▸ Assigned task: Starting at the top of the entries below, set down every line exactly, please, until you reach the line with "use std::path::PathBuf;", which is included too.

▸ Supplied data:
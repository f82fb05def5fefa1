use crate::indexing::timestamp_millis;
use crate::parsing::{ExportInfo, ImportInfo};
use crate::types::{CompactString, Location, SymbolKind};
use serde::{Deserialize, Serialize};
use std::collections::HashMap;
use std::path::PathBuf;

/// A program symbol extracted from a source file.
///
/// `qualified_name` is the fully-qualified name (e.g. `UserService.getUser`)
/// and acts as the primary key inside the symbol index: adding a file
/// replaces any prior binding for that file's qualified names.
#[derive(Debug, Clone, PartialEq, Eq, Serialize, Deserialize)]
pub struct Symbol {
    pub name: CompactString,
    pub qualified_name: CompactString,
    pub kind: SymbolKind,
    pub location: Location,
    pub is_exported: bool,
    pub parameters: Vec<Box<str>>,
    pub return_type: Option<Box<str>>,
}

impl Symbol {
    pub fn new(
        name: impl Into<CompactString>,
        qualified_name: impl Into<CompactString>,
        kind: SymbolKind,
        location: Location,
    ) -> Self {
        Self {
            name: name.into(),
            qualified_name: qualified_name.into(),
            kind,
            location,
            is_exported: false,
            parameters: Vec::new(),
            return_type: None,
        }
    }

    pub fn exported(mut self) -> Self {
        self.is_exported = true;
        self
    }

    pub fn with_parameters(mut self, parameters: Vec<Box<str>>) -> Self {
        self.parameters = parameters;
        self
    }

    pub fn with_return_type(mut self, return_type: impl Into<Box<str>>) -> Self {
        self.return_type = Some(return_type.into());
        self
    }
}

/// Per-file payload held by the symbol index's LRU cache.
///
/// When the cache evicts an entry only this payload is lost; the qualified
/// names stay resolvable until the file is re-added or removed.
#[derive(Debug, Clone, Serialize, Deserialize)]
pub struct FileSymbols {
    /// Absolute path of the source file
    pub path: PathBuf,
    /// Symbols in source order
    pub symbols: Vec<Symbol>,
    pub imports: Vec<ImportInfo>,
    pub exports: Vec<ExportInfo>,
    /// Variable name to annotated type, when the extractor recorded any
    pub type_annotations: Option<HashMap<String, String>>,
    /// Milliseconds since epoch at index time
    pub indexed_at_ms: u64,
    /// SHA-256 hex digest of the file content, when known
    pub content_hash: Option<String>,
    /// Approximate token count, used only by downstream chunking
    pub token_estimate: usize,
}

impl FileSymbols {
    pub fn new(
        path: impl Into<PathBuf>,
        symbols: Vec<Symbol>,
        imports: Vec<ImportInfo>,
        exports: Vec<ExportInfo>,
        type_annotations: Option<HashMap<String, String>>,
    ) -> Self {
        let token_estimate = estimate_tokens(&symbols);
        Self {
            path: path.into(),
            symbols,
            imports,
            exports,
            type_annotations,
            indexed_at_ms: timestamp_millis(),
            content_hash: None,
            token_estimate,
        }
    }

    pub fn with_content_hash(mut self, hash: impl Into<String>) -> Self {
        self.content_hash = Some(hash.into());
        self
    }

    pub fn symbol_count(&self) -> usize {
        self.symbols.len()
    }
}

/// Rough token count for a file's symbols.
///
/// Each symbol contributes `10 * len(name) + 50 * |parameters| + 20` (the
/// last term only with a return type) characters, divided by four for a
/// token approximation. A heuristic, not a contract.
pub fn estimate_tokens(symbols: &[Symbol]) -> usize {
    let chars: usize = symbols
        .iter()
        .map(|s| {
            let ret = if s.return_type.is_some() { 20 } else { 0 };
            10 * s.name.len() + 50 * s.parameters.len() + ret
        })
        .sum();
    chars / 4
}
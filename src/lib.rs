pub mod config;
pub mod error;
pub mod indexing;
pub mod logging;
pub mod parsing;
pub mod storage;
pub mod symbol;
pub mod types;

pub use config::{IndexingConfig, LoggingConfig, Settings};
pub use error::{IndexError, IndexResult};
pub use indexing::{
    FileError, FileJob, FileResult, FileScanError, LruCache, ScanOptions, ScanStats, SymbolIndex,
    SymbolIndexStats, WorkerPool, WorkerPoolStats, WorkspaceScanner, optimal_pool_size,
    sha256_hex, timestamp_millis,
};
pub use parsing::{ExtractError, ExtractedFile, ExportInfo, ImportInfo, Language, SymbolExtractor};
pub use storage::{FileCache, FileCacheConfig, FileCacheStats, MappedFile};
pub use symbol::{FileSymbols, Symbol, estimate_tokens};
pub use types::{CompactString, Location, Range, SymbolKind, compact_string};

▸ Answer section:
repository f82fb05def5fefa1
use crate::indexing::timestamp_millis;
use crate::parsing::{ExportInfo, ImportInfo};
use crate::types::{CompactString, Location, SymbolKind};
use serde::{Deserialize, Serialize};
use std::collections::HashMap;
use std::path::PathBuf;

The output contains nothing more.